### DATA SECTION
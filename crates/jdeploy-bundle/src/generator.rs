//! Per-platform bundle generation.
//!
//! A generation run copies the universal bundle once per target platform,
//! filters every archive in the copy for that platform, patches the copy's
//! `package.json`, optionally re-signs it and optionally packs it into a
//! tarball.
//!
//! # Example
//!
//! ```no_run
//! use jdeploy_bundle::{PlatformBundleGenerator, Project};
//!
//! let project = Project::load("my-app/package.json")?;
//! let generator = PlatformBundleGenerator::new();
//!
//! let bundles =
//!     generator.generate_platform_bundles(&project, "jdeploy/publish", "jdeploy/bundles")?;
//! for bundle in bundles {
//!     println!("{}: {}", bundle.platform, bundle.directory.display());
//! }
//! # Ok::<(), jdeploy_bundle::BundleError>(())
//! ```

use crate::archive::{EntryFilter, NamespaceRules, find_archives, process_archive_with};
use crate::ignore::global_ignore_file;
use crate::{
    BundleError, BundleResult, BundleSigner, DownloadPageReader, IgnoreRules, IgnoreService,
    PACKAGE_JSON, Packer, Platform, Project, PublishPlatforms,
};
use serde_json::{Map, Value};
use std::fs;
use std::path::{Path, PathBuf};
use tempfile::TempDir;
use walkdir::WalkDir;

/// Subdirectory of a bundle holding the signed application payload.
pub const SIGNED_BUNDLE_DIR: &str = "jdeploy-bundle";

/// A generated platform bundle directory.
#[derive(Debug, Clone, PartialEq, Eq)]
pub struct PlatformBundle {
    pub platform: Platform,
    pub directory: PathBuf,
}

/// A generated platform tarball.
#[derive(Debug, Clone, PartialEq, Eq)]
pub struct PlatformTarball {
    pub platform: Platform,
    pub tarball: PathBuf,
}

/// Generates platform-specific bundles from a universal bundle.
pub struct PlatformBundleGenerator<P = DownloadPageReader> {
    publish_platforms: P,
    signer: Option<Box<dyn BundleSigner>>,
}

impl PlatformBundleGenerator<DownloadPageReader> {
    /// Create a generator reading publish platforms from the project's
    /// download-page settings.
    #[must_use]
    pub fn new() -> Self {
        Self::with_publish_platforms(DownloadPageReader)
    }
}

impl Default for PlatformBundleGenerator<DownloadPageReader> {
    fn default() -> Self {
        Self::new()
    }
}

impl<P: PublishPlatforms> PlatformBundleGenerator<P> {
    /// Create a generator with a custom publish platform source.
    pub fn with_publish_platforms(publish_platforms: P) -> Self {
        Self {
            publish_platforms,
            signer: None,
        }
    }

    /// Re-sign each bundle's `jdeploy-bundle` directory after filtering.
    #[must_use]
    pub fn with_signer(mut self, signer: Box<dyn BundleSigner>) -> Self {
        self.signer = Some(signer);
        self
    }

    /// Whether platform bundles are wanted: the project enables them and
    /// declares platform namespaces or has ignore files.
    #[must_use]
    pub fn should_generate_platform_bundles(&self, project: &Project) -> bool {
        project.is_platform_bundles_enabled()
            && (project.native_namespaces().has_platform_namespaces()
                || IgnoreService::new().has_ignore_files(project))
    }

    /// Whether the default bundle gets global-only filtering.
    #[must_use]
    pub fn should_filter_default_bundle(&self, project: &Project) -> bool {
        global_ignore_file(project.project_dir()).is_file()
    }

    /// Platforms to build: those keyed in `nativeNamespaces`, or every
    /// publish platform when the project relies on ignore files.
    #[must_use]
    pub fn platforms_for_bundle_generation(&self, project: &Project) -> Vec<Platform> {
        let namespaces = project.native_namespaces();
        if namespaces.has_platform_namespaces() {
            namespaces.platforms()
        } else {
            self.publish_platforms.publish_platforms(project)
        }
    }

    /// Namespaces stripped from `platform`'s archives.
    #[must_use]
    pub fn namespaces_to_strip(&self, project: &Project, platform: Platform) -> Vec<String> {
        project.native_namespaces().namespaces_to_strip(platform)
    }

    /// Namespaces kept in `platform`'s archives.
    #[must_use]
    pub fn namespaces_to_keep(&self, project: &Project, platform: Platform) -> Vec<String> {
        project.native_namespaces().namespaces_to_keep(platform)
    }

    /// Generate one platform bundle under `output_dir`.
    ///
    /// `platform` is required and must be a concrete platform. A missing
    /// universal directory is a configuration error.
    pub fn generate_platform_bundle<U: AsRef<Path>, O: AsRef<Path>>(
        &self,
        project: &Project,
        universal_dir: U,
        output_dir: O,
        platform: Option<Platform>,
    ) -> BundleResult<PlatformBundle> {
        let platform = platform
            .ok_or_else(|| BundleError::InvalidConfig("Target platform is required".to_string()))?;
        self.build_bundle(
            project,
            universal_dir.as_ref(),
            output_dir.as_ref(),
            platform,
            &mut IgnoreService::new(),
        )
    }

    /// Generate a bundle for every platform of
    /// [`Self::platforms_for_bundle_generation`].
    ///
    /// Returns an empty list without touching the filesystem when
    /// [`Self::should_generate_platform_bundles`] is false.
    pub fn generate_platform_bundles<U: AsRef<Path>, O: AsRef<Path>>(
        &self,
        project: &Project,
        universal_dir: U,
        output_dir: O,
    ) -> BundleResult<Vec<PlatformBundle>> {
        if !self.should_generate_platform_bundles(project) {
            tracing::debug!("Platform bundles not enabled for this project");
            return Ok(Vec::new());
        }

        let mut ignore_service = IgnoreService::new();
        self.platforms_for_bundle_generation(project)
            .into_iter()
            .map(|platform| {
                self.build_bundle(
                    project,
                    universal_dir.as_ref(),
                    output_dir.as_ref(),
                    platform,
                    &mut ignore_service,
                )
            })
            .collect()
    }

    /// Generate platform bundles in a staging directory and pack each one
    /// into `output_dir`.
    ///
    /// With `exit_on_fail` a packer failure aborts the run; otherwise it is
    /// logged and the platform is left out of the result.
    pub fn generate_platform_tarballs<U: AsRef<Path>, O: AsRef<Path>>(
        &self,
        project: &Project,
        universal_dir: U,
        output_dir: O,
        packer: &dyn Packer,
        exit_on_fail: bool,
    ) -> BundleResult<Vec<PlatformTarball>> {
        let output_dir = output_dir.as_ref();
        let staging = TempDir::new()?;
        let bundles = self.generate_platform_bundles(project, universal_dir, staging.path())?;

        let mut tarballs = Vec::with_capacity(bundles.len());
        for bundle in bundles {
            let packed = packer
                .pack(&bundle.directory, output_dir)
                .and_then(|packed| rename_tarball(project, bundle.platform, &packed));

            match packed {
                Ok(tarball) => {
                    tracing::info!("Created {} tarball {}", bundle.platform, tarball.display());
                    tarballs.push(PlatformTarball {
                        platform: bundle.platform,
                        tarball,
                    });
                }
                Err(e) if exit_on_fail => return Err(e),
                Err(e) => {
                    tracing::warn!("Skipping {} tarball: {}", bundle.platform, e);
                }
            }
        }

        Ok(tarballs)
    }

    /// Apply global-only ignore rules to every archive under `dir`.
    ///
    /// Returns the number of archives that changed. Does nothing unless
    /// [`Self::should_filter_default_bundle`] holds.
    pub fn filter_default_bundle<D: AsRef<Path>>(
        &self,
        project: &Project,
        dir: D,
    ) -> BundleResult<usize> {
        let dir = dir.as_ref();
        if !self.should_filter_default_bundle(project) {
            return Ok(0);
        }

        let rules = IgnoreService::new().rules_for(project, Platform::Default);
        let modified = filter_archives(dir, &rules)?;
        tracing::info!("Filtered {} archives in default bundle {}", modified, dir.display());
        Ok(modified)
    }

    fn build_bundle(
        &self,
        project: &Project,
        universal_dir: &Path,
        output_dir: &Path,
        platform: Platform,
        ignore_service: &mut IgnoreService,
    ) -> BundleResult<PlatformBundle> {
        if platform.is_default() {
            return Err(BundleError::UnsupportedPlatform(
                "the default platform has no platform bundle".to_string(),
            ));
        }
        if !universal_dir.is_dir() {
            return Err(BundleError::InvalidConfig(format!(
                "Universal publish directory must exist: {}",
                universal_dir.display()
            )));
        }

        let package_name = project.package_name()?;
        let override_name = project.platform_package_name(platform);
        let directory = output_dir.join(
            override_name
                .map(str::to_string)
                .unwrap_or_else(|| format!("{package_name}-{}", platform.as_str())),
        );

        if directory.exists() {
            fs::remove_dir_all(&directory)?;
        }
        copy_dir(universal_dir, &directory)?;

        patch_package_json(&directory, package_name, override_name, platform)?;

        let lists = project.native_namespaces().resolve(platform);
        let namespace_rules = NamespaceRules::new(&lists.strip, &lists.keep);
        let ignore_rules = if ignore_service.has_ignore_files(project) {
            ignore_service.rules_for(project, platform)
        } else {
            IgnoreRules::default()
        };

        let modified = if namespace_rules.is_empty() && ignore_rules.is_empty() {
            0
        } else {
            filter_archives(&directory, &(namespace_rules, ignore_rules))?
        };

        self.resign(project, &directory, platform)?;

        tracing::info!(
            "Generated {} bundle {} ({} archives filtered)",
            platform,
            directory.display(),
            modified
        );
        Ok(PlatformBundle { platform, directory })
    }

    fn resign(&self, project: &Project, directory: &Path, platform: Platform) -> BundleResult<()> {
        let Some(signer) = &self.signer else {
            return Ok(());
        };
        let signed_dir = directory.join(SIGNED_BUNDLE_DIR);
        if !signed_dir.is_dir() {
            return Ok(());
        }

        let version = project.version();
        signer.sign(version, &signed_dir)?;
        if !signer.verify(version, &signed_dir)?.is_verified() {
            return Err(BundleError::SignatureMismatch {
                path: signed_dir.display().to_string(),
            });
        }

        tracing::debug!("Re-signed {} bundle after filtering", platform);
        Ok(())
    }
}

/// Rewrite every archive under `dir` with `filter`.
///
/// Archives that cannot be processed are left as they are; only
/// configuration errors abort.
fn filter_archives(dir: &Path, filter: &dyn EntryFilter) -> BundleResult<usize> {
    let mut modified = 0;
    for archive in find_archives(dir) {
        match process_archive_with(&archive, filter) {
            Ok(summary) if summary.is_modified() => modified += 1,
            Ok(_) => {}
            Err(e) if e.is_configuration() => return Err(e),
            Err(e) => tracing::warn!("Failed to process archive {}: {}", archive.display(), e),
        }
    }
    Ok(modified)
}

fn copy_dir(source: &Path, destination: &Path) -> BundleResult<()> {
    for entry in WalkDir::new(source) {
        let entry = entry.map_err(std::io::Error::from)?;
        let relative = entry
            .path()
            .strip_prefix(source)
            .map_err(|e| BundleError::InvalidConfig(e.to_string()))?;
        let target = destination.join(relative);

        if entry.file_type().is_dir() {
            fs::create_dir_all(&target)?;
        } else {
            fs::copy(entry.path(), &target)?;
        }
    }
    Ok(())
}

fn patch_package_json(
    bundle_dir: &Path,
    package_name: &str,
    override_name: Option<&str>,
    platform: Platform,
) -> BundleResult<()> {
    let path = bundle_dir.join(PACKAGE_JSON);
    if !path.is_file() {
        return Ok(());
    }

    let mut package_json: Value = serde_json::from_str(&fs::read_to_string(&path)?)?;
    let Some(root) = package_json.as_object_mut() else {
        return Err(BundleError::InvalidManifest(format!(
            "{} must be a JSON object",
            path.display()
        )));
    };

    let name = override_name
        .map(str::to_string)
        .unwrap_or_else(|| format!("{package_name}-temp-{}", platform.as_str()));
    root.insert("name".to_string(), Value::String(name));

    let jdeploy = root
        .entry("jdeploy")
        .or_insert_with(|| Value::Object(Map::new()));
    if !jdeploy.is_object() {
        *jdeploy = Value::Object(Map::new());
    }
    if let Value::Object(jdeploy) = jdeploy {
        jdeploy.insert(
            "platformVariant".to_string(),
            Value::String(platform.as_str().to_string()),
        );
        jdeploy.insert(
            "universalPackage".to_string(),
            Value::String(package_name.to_string()),
        );
    }

    fs::write(&path, serde_json::to_string_pretty(&package_json)?)?;
    Ok(())
}

/// Final tarball name: `<override>-<version>.tgz` with a platform package
/// name, else `<name>-<version>-<platform>.tgz`.
fn tarball_name(project: &Project, platform: Platform) -> BundleResult<String> {
    let version = project.version();
    Ok(match project.platform_package_name(platform) {
        Some(name) => format!("{name}-{version}.tgz"),
        None => format!("{}-{version}-{}.tgz", project.package_name()?, platform.as_str()),
    })
}

fn rename_tarball(project: &Project, platform: Platform, packed: &Path) -> BundleResult<PathBuf> {
    let target = packed.with_file_name(tarball_name(project, platform)?);
    if target == packed {
        return Ok(target);
    }
    if target.exists() {
        fs::remove_file(&target)?;
    }
    fs::rename(packed, &target)?;
    Ok(target)
}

### TASK ITEM
Return all lines above that mention the word "impl".

### OUTPUT BELOW
impl PlatformBundleGenerator<DownloadPageReader> {
impl Default for PlatformBundleGenerator<DownloadPageReader> {
impl<P: PublishPlatforms> PlatformBundleGenerator<P> {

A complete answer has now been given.